The 1967 Newark Rebellion was a major civil disturbance that occurred in the city of Newark, New Jersey between July 12 and July 17 1967. Although referred to in the popular media as riots, we in the Black community, then and today, realize the event as a genuine rebellion against oppression. I was only 9 year old at the time so I really didn't know what was going on. However, I can still see the Troops driving through my neighborhood, not being able to go to the store or leave the back yard and having to be in the house at 6:00pm. I also remember my parents talking about how they would have the Black National Guard out with the White ones only during the day. At night it was only the White ones, shottin up the projects.
 
 
I was living on 6th Street and South Orange Avenue; with my mother, father and 2 brothers and 3 sisters. I was the oldest at 12. My area was a part of the heart the happenings.

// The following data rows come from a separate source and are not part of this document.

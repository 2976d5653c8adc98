//! Per-codec-component facade grouping capabilities by media type.

use std::collections::BTreeMap;

use crate::caps::CodecCapabilities;
use mediacaps_core::{CapsError, Result};

/// The capabilities of one physical or logical codec component, keyed by
/// media type. Immutable after construction; lookups hand out deep copies
/// so callers cannot corrupt the canonical entries.
#[derive(Debug, Clone)]
pub struct CodecInfo {
    name: String,
    is_encoder: bool,
    caps: BTreeMap<String, CodecCapabilities>,
}

impl CodecInfo {
    /// Group `caps` under the component `name`. Media types are matched
    /// case-insensitively; a later entry for the same type replaces an
    /// earlier one.
    pub fn new(name: &str, is_encoder: bool, caps: Vec<CodecCapabilities>) -> Self {
        let caps = caps
            .into_iter()
            .map(|c| (c.mime_type().to_ascii_lowercase(), c))
            .collect();
        Self {
            name: name.to_string(),
            is_encoder,
            caps,
        }
    }

    /// Component name.
    pub fn name(&self) -> &str {
        &self.name
    }

    /// Whether the component is an encoder.
    pub fn is_encoder(&self) -> bool {
        self.is_encoder
    }

    /// Media types the component supports, ascending.
    pub fn supported_types(&self) -> Vec<&str> {
        self.caps.keys().map(|k| k.as_str()).collect()
    }

    /// A deep copy of the capabilities for `mime_type`, or
    /// [`CapsError::NotFound`] when the component does not support it.
    pub fn capabilities_for_type(&self, mime_type: &str) -> Result<CodecCapabilities> {
        self.caps
            .get(&mime_type.to_ascii_lowercase())
            .map(CodecCapabilities::dup)
            .ok_or_else(|| CapsError::NotFound(mime_type.to_string()))
    }

    /// A facade keeping only the entries that require no non-default
    /// feature. `None` when nothing qualifies.
    pub fn regular_subset(&self) -> Option<Self> {
        let caps: BTreeMap<String, CodecCapabilities> = self
            .caps
            .iter()
            .filter(|(_, c)| c.is_regular())
            .map(|(k, c)| (k.clone(), c.dup()))
            .collect();
        if caps.is_empty() {
            return None;
        }
        Some(Self {
            name: self.name.clone(),
            is_encoder: self.is_encoder,
            caps,
        })
    }
}

#[cfg(test)]
mod tests {
    use super::*;
    use crate::mime;
    use crate::profile::{avc, ProfileLevel};
    use mediacaps_core::FormatMap;

    fn avc_caps(attrs: &FormatMap) -> CodecCapabilities {
        let pls = vec![ProfileLevel::new(avc::PROFILE_BASELINE, avc::LEVEL_31)];
        CodecCapabilities::new(mime::VIDEO_AVC, false, pls, vec![], attrs).unwrap()
    }

    fn aac_caps() -> CodecCapabilities {
        CodecCapabilities::new(mime::AUDIO_AAC, false, vec![], vec![], &FormatMap::new()).unwrap()
    }

    #[test]
    fn lookup_is_case_insensitive_and_missing_types_fail() {
        let info = CodecInfo::new("c2.android.avc.decoder", false, vec![avc_caps(&FormatMap::new())]);
        assert!(info.capabilities_for_type("Video/AVC").is_ok());
        assert!(matches!(
            info.capabilities_for_type(mime::VIDEO_HEVC),
            Err(CapsError::NotFound(_))
        ));
    }

    #[test]
    fn lookup_returns_isolated_copies() {
        let info = CodecInfo::new("c2.android.avc.decoder", false, vec![avc_caps(&FormatMap::new())]);
        let mut copy = info.capabilities_for_type(mime::VIDEO_AVC).unwrap();
        copy.profile_levels_mut().clear();
        let again = info.capabilities_for_type(mime::VIDEO_AVC).unwrap();
        assert_eq!(again.profile_levels().len(), 1);
    }

    #[test]
    fn regular_subset_drops_entries_requiring_non_default_features() {
        let mut secure = FormatMap::new();
        secure.set_int("feature-secure-playback", 1);
        let info = CodecInfo::new(
            "c2.android.avc.decoder",
            false,
            vec![avc_caps(&secure), aac_caps()],
        );
        let regular = info.regular_subset().unwrap();
        assert_eq!(regular.supported_types(), vec![mime::AUDIO_AAC]);
    }

    #[test]
    fn regular_subset_is_idempotent_and_none_when_empty() {
        let mut secure = FormatMap::new();
        secure.set_int("feature-secure-playback", 1);
        let all_secure = CodecInfo::new("c2.secure.decoder", false, vec![avc_caps(&secure)]);
        assert!(all_secure.regular_subset().is_none());

        let info = CodecInfo::new("c2.android.avc.decoder", false, vec![aac_caps()]);
        let once = info.regular_subset().unwrap();
        let twice = once.regular_subset().unwrap();
        assert_eq!(once.supported_types(), twice.supported_types());
    }

    #[test]
    fn required_default_features_stay_regular() {
        let mut adaptive = FormatMap::new();
        adaptive.set_int("feature-adaptive-playback", 1);
        let info = CodecInfo::new("c2.android.avc.decoder", false, vec![avc_caps(&adaptive)]);
        assert!(info.regular_subset().is_some());
    }

    #[test]
    fn supported_types_are_sorted() {
        let info = CodecInfo::new(
            "omx.test",
            false,
            vec![avc_caps(&FormatMap::new()), aac_caps()],
        );
        assert_eq!(
            info.supported_types(),
            vec![mime::AUDIO_AAC, mime::VIDEO_AVC]
        );
    }
}
//! Property-based tests for the range algebra.
//!
//! Uses proptest to verify the algebraic laws the capability aggregation
//! code relies on: intersection behaves like a lattice meet, unit
//! conversions round-trip, and clamping stays inside the interval.

use proptest::prelude::*;
use mediacaps_core::{Range, Rational};

/// Strategy producing a valid `Range<i32>` with ordered bounds.
fn int_range() -> impl Strategy<Value = Range<i32>> {
    (-100_000i32..100_000, -100_000i32..100_000)
        .prop_map(|(a, b)| Range::new(a.min(b), a.max(b)).unwrap())
}

/// Strategy producing a positive `Range<i32>`, as used for block counts.
fn positive_range() -> impl Strategy<Value = Range<i32>> {
    (1i32..50_000, 1i32..50_000).prop_map(|(a, b)| Range::new(a.min(b), a.max(b)).unwrap())
}

proptest! {
    /// Intersection is commutative, including which side fails.
    #[test]
    fn intersect_is_commutative(a in int_range(), b in int_range()) {
        match (a.intersect(&b), b.intersect(&a)) {
            (Ok(x), Ok(y)) => prop_assert_eq!(x, y),
            (Err(_), Err(_)) => {}
            _ => prop_assert!(false, "one direction intersected, the other did not"),
        }
    }

    /// Intersection is associative whenever all pairwise meets exist.
    #[test]
    fn intersect_is_associative(a in int_range(), b in int_range(), c in int_range()) {
        let left = a.intersect(&b).and_then(|ab| ab.intersect(&c));
        let right = b.intersect(&c).and_then(|bc| a.intersect(&bc));
        if let (Ok(x), Ok(y)) = (left, right) {
            prop_assert_eq!(x, y);
        }
    }

    /// Intersecting a range with itself yields itself.
    #[test]
    fn intersect_is_idempotent(a in int_range()) {
        prop_assert_eq!(a.intersect(&a).unwrap(), a);
    }

    /// The meet is contained in both operands, and every value it
    /// contains is contained in both.
    #[test]
    fn intersect_is_a_lower_bound(a in int_range(), b in int_range(), v in -100_000i32..100_000) {
        if let Ok(meet) = a.intersect(&b) {
            prop_assert!(a.contains_range(&meet));
            prop_assert!(b.contains_range(&meet));
            prop_assert_eq!(meet.contains(v), a.contains(v) && b.contains(v));
        } else {
            // Disjoint operands share no value.
            prop_assert!(!(a.contains(v) && b.contains(v)));
        }
    }

    /// `extend` covers both operands.
    #[test]
    fn extend_is_an_upper_bound(a in int_range(), b in int_range()) {
        let join = a.extend(&b);
        prop_assert!(join.contains_range(&a));
        prop_assert!(join.contains_range(&b));
    }

    /// Both endpoints are members; values beyond either endpoint are not.
    #[test]
    fn contains_is_closed(a in int_range()) {
        prop_assert!(a.contains(a.lower()));
        prop_assert!(a.contains(a.upper()));
        if a.lower() > i32::MIN {
            prop_assert!(!a.contains(a.lower() - 1));
        }
        if a.upper() < i32::MAX {
            prop_assert!(!a.contains(a.upper() + 1));
        }
    }

    /// Scaling up then dividing back down restores the original range.
    #[test]
    fn factor_round_trips(a in positive_range(), k in 1i32..64) {
        prop_assert_eq!(a.factor(k).factor_down(k).unwrap(), a);
    }

    /// Dividing down never widens: the result, scaled back up, fits
    /// inside the original.
    #[test]
    fn factor_down_shrinks_inward(a in positive_range(), k in 1i32..64) {
        if let Ok(down) = a.factor_down(k) {
            prop_assert!(a.contains_range(&down.factor(k)));
        }
    }

    /// Clamped values are members, and members clamp to themselves.
    #[test]
    fn clamp_lands_inside(a in int_range(), v in -200_000i32..200_000) {
        let clamped = a.clamp(v);
        prop_assert!(a.contains(clamped));
        if a.contains(v) {
            prop_assert_eq!(clamped, v);
        }
    }

    /// Aligned bounds are multiples of the alignment and stay inside the
    /// original range.
    #[test]
    fn align_rounds_inward(a in positive_range(), exp in 0u32..8) {
        let alignment = 1i32 << exp;
        if let Ok(aligned) = a.align(alignment) {
            prop_assert_eq!(aligned.lower() % alignment, 0);
            prop_assert_eq!(aligned.upper() % alignment, 0);
            prop_assert!(a.contains_range(&aligned));
        }
    }

    /// Rational ordering agrees with exact cross-multiplication.
    #[test]
    fn rational_ordering_is_exact(
        an in 1i64..1_000_000, ad in 1i64..1_000_000,
        bn in 1i64..1_000_000, bd in 1i64..1_000_000,
    ) {
        let a = Rational::new(an, ad);
        let b = Rational::new(bn, bd);
        let exact = (an as i128 * bd as i128).cmp(&(bn as i128 * ad as i128));
        prop_assert_eq!(a.cmp(&b), exact);
    }

    /// Scaling a rational range by `k/k` is the identity.
    #[test]
    fn rational_scale_by_one_is_identity(
        n in 1i64..10_000, d in 1i64..10_000, k in 1i64..1_000,
    ) {
        let r = Range::new(Rational::new(n, d), Rational::new(n + 1, d)).unwrap();
        prop_assert_eq!(r.scale(k, k), r);
    }
}
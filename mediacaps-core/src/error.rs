//! Error types for the mediacaps library.

use thiserror::Error;

/// Result type for mediacaps operations.
pub type Result<T> = std::result::Result<T, CapsError>;

/// Error type for capability construction and queries.
#[derive(Error, Debug, Clone, PartialEq, Eq)]
pub enum CapsError {
    /// Range construction with a lower bound above the upper bound.
    #[error("Invalid range: lower bound {lower} exceeds upper bound {upper}")]
    InvalidRange {
        /// Lower bound, rendered as text.
        lower: String,
        /// Upper bound, rendered as text.
        upper: String,
    },

    /// Intersection of two disjoint ranges.
    #[error("Ranges [{a}] and [{b}] do not intersect")]
    EmptyIntersection {
        /// First range, rendered as text.
        a: String,
        /// Second range, rendered as text.
        b: String,
    },

    /// Invalid argument passed to an operation.
    #[error("Invalid argument: {0}")]
    InvalidArgument(String),

    /// Malformed value for a recognized attribute or format key.
    #[error("Invalid value '{value}' for key '{key}': {reason}")]
    InvalidValue {
        /// The key the value belongs to.
        key: String,
        /// The offending value.
        value: String,
        /// The reason the value is invalid.
        reason: String,
    },

    /// Requested media type is not present in a codec's capability map.
    #[error("No capabilities for media type: {0}")]
    NotFound(String),
}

As I got old enough to learn what happen I found out that in the period leading up to the rebellion, several factors led our residents to feel powerless and disenfranchised. In particular we had been largely excluded from any say in city politics and completely lacked political representation and often suffered police brutality. Furthermore, unemployment, abject poverty, and concerns about low-quality housing contributed to the tinder-box. Yes, we lived in an attic apartment, my dad was a day laborer and mom wasn't working, I had 6 younger brothers and sisters and we all slept in the same room...but what the hell did I know. This ongoing oppression came to a head when a Black cab driver named John Smith was arrested for illegally passing a double-parked police car and brutally beaten by police who accused him of resisting arrest. A crowd gathered outside the police station where he was detained, and a rumor was started that he had been killed while in police custody. (Actually he had been moved to City Hospital.)